Message ID <1376665157-31268-6-git-send-email-keescook@chromium.org>
Download mbox | patch
Permalink /patch/267672/
State Accepted
Delegated to: Tom Rini
Headers show

Comments

Kees Cook - Aug. 16, 2013, 2:59 p.m.
This checks the size of the output buffer and fails if it was going to
overflow the buffer during lzo decompression.
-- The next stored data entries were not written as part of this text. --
impl Session {
    pub fn new(
        output: Box<dyn OutputContext>,
        input: Box<dyn InputSource>,
        estimator: Box<dyn PitchEstimator>,
        config: &TrainerConfig,
        rng: StdRng,
    ) -> Self {
        Self {
            mode: Mode::Recognition,
            synth: Synthesizer::new(output, config.playback.clone()),
            tracker: PitchTracker::new(input, estimator, &config.detection),
            rng,
            tolerance_cents: config.detection.tolerance_cents,
            target: None,
            notes: NoteSequence::new(),
            live_pitch: None,
            verdict: None,
            last_played: None,
            busy_until: None,
            feedback: None,
        }
    }

    pub fn mode(&self) -> Mode {
        self.mode
    }

    pub fn target(&self) -> Option<Interval> {
        self.target
    }

    pub fn notes(&self) -> &NoteSequence {
        &self.notes
    }

    pub fn live_pitch(&self) -> Option<f32> {
        self.live_pitch
    }

    /// Nearest equal-tempered note to the live pitch
    pub fn live_note(&self) -> Option<NearestNote> {
        self.live_pitch
            .and_then(|pitch| nearest_note(pitch, self.tolerance_cents))
    }

    pub fn verdict(&self) -> Option<ProductionVerdict> {
        self.verdict
    }

    pub fn feedback(&self) -> Option<&Feedback> {
        self.feedback.as_ref()
    }

    pub fn tracker_state(&self) -> TrackerState {
        self.tracker.state()
    }

    pub fn is_listening(&self) -> bool {
        self.tracker.is_listening()
    }

    /// A recognition playback is still sounding
    pub fn is_busy(&self, now: Instant) -> bool {
        self.busy_until.is_some_and(|until| now < until)
    }

    /// Switch between recognition and production
    /// Detection is always torn down first; entering production deals a new challenge
    pub fn toggle_mode(&mut self) {
        self.tracker.stop();
        self.reset_production();

        self.mode = self.mode.toggled();
        info!(mode = self.mode.name(), "mode switched");

        if self.mode == Mode::Production {
            self.start_new_challenge();
        }
        self.feedback = None;
    }

    pub fn set_mode(&mut self, mode: Mode) {
        if self.mode != mode {
            self.toggle_mode();
        }
    }

    /// Stop detection and forget the current challenge and captured notes
    pub fn reset_production(&mut self) {
        self.tracker.stop();
        self.notes.clear();
        self.target = None;
        self.live_pitch = None;
        self.verdict = None;
        self.feedback = None;
    }

    /// Reset, then pick and announce a new target interval
    pub fn start_new_challenge(&mut self) -> Interval {
        self.reset_production();

        let target = random_interval(&mut self.rng);
        self.target = Some(target);
        self.feedback = Some(Feedback::info(format!("Play a {} (melodically).", target.name)));
        info!(interval = target.name, semitones = target.semitones, "new production challenge");
        target
    }

    /// Open the microphone and start collecting notes
    pub fn start_listening(&mut self) -> Result<(), TrackerError> {
        if self.mode != Mode::Production || self.is_listening() {
            return Ok(());
        }

        // A finished or missing challenge is replaced before listening again
        if self.target.is_none() || self.notes.is_complete() {
            self.start_new_challenge();
        }

        match self.tracker.start() {
            Ok(()) => {
                self.live_pitch = None;
                self.feedback = Some(Feedback::info("Listening for your notes..."));
                Ok(())
            }
            Err(e) => {
                self.live_pitch = None;
                self.feedback = Some(Feedback::wrong(format!(
                    "Error during microphone setup ({}). Please ensure access and try again.",
                    e
                )));
                Err(e)
            }
        }
    }

    /// Release the microphone; keeps captured notes
    pub fn stop_listening(&mut self) {
        if self.is_listening() {
            self.tracker.stop();
            self.feedback = Some(Feedback::info("Microphone stopped."));
        } else {
            self.tracker.stop();
        }
    }

    /// One iteration of the UI loop
    pub fn tick(&mut self, now: Instant) {
        if self.feedback.as_ref().is_some_and(|f| f.is_expired(now)) {
            self.feedback = None;
        }
        if self.busy_until.is_some_and(|until| now >= until) {
            self.busy_until = None;
        }

        if !self.tracker.is_listening() {
            return;
        }

        let outcome = self.tracker.poll(&mut self.notes);
        if outcome.onset.is_some() {
            self.live_pitch = outcome.pitch;
        }
        if outcome.completed {
            self.evaluate();
        }
    }

    /// Grade the two captured notes against the target
    pub fn evaluate(&mut self) -> Option<ProductionVerdict> {
        let Some((first, second)) = self.notes.pair() else {
            self.feedback = Some(Feedback::wrong(
                "Please play two distinct notes for the interval.",
            ));
            return None;
        };
        let Some(target) = self.target else {
            self.feedback = Some(Feedback::wrong("Start a new challenge first."));
            return None;
        };

        let distance = semitone_distance(first, second);
        let played_semitones = distance.round() as i32;
        let played_name = name_for(played_semitones);
        let correct = played_semitones == target.semitones as i32;

        info!(
            first,
            second,
            distance,
            played = played_semitones,
            expected = target.semitones,
            correct,
            "production evaluated"
        );

        self.feedback = Some(if correct {
            Feedback::correct(format!("CORRECT! You played a {}.", target.name))
        } else if Interval::from_semitones(played_semitones).is_some() {
            Feedback::wrong(format!(
                "WRONG. You played {}. The challenge was a {}.",
                played_name, target.name
            ))
        } else {
            Feedback::wrong(format!(
                "WRONG. You played an unknown interval ({} semitones). The challenge was a {}.",
                played_semitones, target.name
            ))
        });

        let verdict = ProductionVerdict {
            correct,
            played_semitones,
            played_name,
        };
        self.verdict = Some(verdict);
        Some(verdict)
    }

    /// Play back the user's two notes, melodically and in order
    pub fn replay(&mut self, now: Instant) {
        let Some((first, second)) = self.notes.pair() else {
            self.feedback = Some(Feedback::wrong("No interval was played by you to play back."));
            return;
        };

        match self.synth.play_melodic(first, second) {
            Ok(length) => {
                self.feedback = Some(
                    Feedback::info("Playing back your interval...")
                        .until(now + Duration::from_secs_f64(length)),
                );
            }
            Err(e) => self.report_audio_error(e),
        }
    }

    /// Play a random interval from the root, harmonic or melodic at random
    /// Ignored while the previous playback is still sounding
    pub fn play_interval(&mut self, now: Instant) -> Option<Interval> {
        if self.is_busy(now) {
            debug!("playback still sounding, ignoring play request");
            return None;
        }

        self.feedback = None;
        let interval = random_interval(&mut self.rng);
        let style = if self.rng.gen_bool(0.5) {
            PlaybackStyle::Harmonic
        } else {
            PlaybackStyle::Melodic
        };

        match self.synth.play_interval(interval.semitones as i32, style) {
            Ok(length) => {
                info!(style = style.name(), "playing interval");
                debug!(interval = interval.name, semitones = interval.semitones, "recognition answer");
                self.last_played = Some(interval);
                self.busy_until = Some(now + Duration::from_secs_f64(length));
                Some(interval)
            }
            Err(e) => {
                self.report_audio_error(e);
                None
            }
        }
    }

    /// Grade a recognition guess against the last interval played
    pub fn submit_guess(&mut self, guess: Option<u8>) -> Option<bool> {
        let Some(guess) = guess else {
            self.feedback = Some(Feedback::wrong("Please select an interval from the list."));
            return None;
        };
        let Some(played) = self.last_played else {
            self.feedback = Some(Feedback::info("Press play to hear an interval first."));
            return None;
        };

        let correct = guess == played.semitones;
        info!(guess, answer = played.semitones, correct, "recognition guess");

        self.feedback = Some(if correct {
            Feedback::correct(format!("CORRECT! That was a {}.", played.name))
        } else {
            Feedback::wrong(format!(
                "WRONG. That was a {} ({} semitones). Try again!",
                played.name, played.semitones
            ))
        });
        Some(correct)
    }

    pub fn controls(&self) -> Controls {
        let listening = self.is_listening();
        let captured = !self.notes.is_empty();
        Controls {
            start: !listening,
            stop: listening,
            reset: listening || captured,
            replay: !listening && captured,
        }
    }

    fn report_audio_error(&mut self, error: AudioError) {
        warn!("audio playback failed: {}", error);
        self.feedback = Some(Feedback::wrong(format!("Audio output error: {}", error)));
    }
}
Signed-off-by: Kees Cook <keescook@chromium.org>
Acked-by: Simon Glass <sjg@chromium.org>
---
 lib/lzo/lzo1x_decompress.c |    8 +++++++-
 1 file changed, 7 insertions(+), 1 deletion(-)

Patch

diff --git a/lib/lzo/lzo1x_decompress.c b/lib/lzo/lzo1x_decompress.c
index e6ff708..35f3793 100644
--- a/lib/lzo/lzo1x_decompress.c
+++ b/lib/lzo/lzo1x_decompress.c
@@ -68,13 +68,14 @@  int lzop_decompress(const unsigned char *src, size_t src_len,
 	unsigned char *start = dst;
 	const unsigned char *send = src + src_len;
 	u32 slen, dlen;
-	size_t tmp;
+	size_t tmp, remaining;
 	int r;
 
 	src = parse_header(src);
 	if (!src)
 		return LZO_E_ERROR;
 
+	remaining = *dst_len;
 	while (src < send) {
 		/* read uncompressed block size */
 		dlen = get_unaligned_be32(src);
@@ -93,6 +94,10 @@  int lzop_decompress(const unsigned char *src, size_t src_len,
 		if (slen <= 0 || slen > dlen)
 			return LZO_E_ERROR;
 
+		/* abort if buffer ran out of room */
+		if (dlen > remaining)
+			return LZO_E_OUTPUT_OVERRUN;
+
 		/* decompress */
 		tmp = dlen;
 		r = lzo1x_decompress_safe((u8 *) src, slen, dst, &tmp);
@@ -105,6 +110,7 @@  int lzop_decompress(const unsigned char *src, size_t src_len,
 
 		src += slen;
 		dst += dlen;
+		remaining -= dlen;
 	}
 
 	return LZO_E_INPUT_OVERRUN;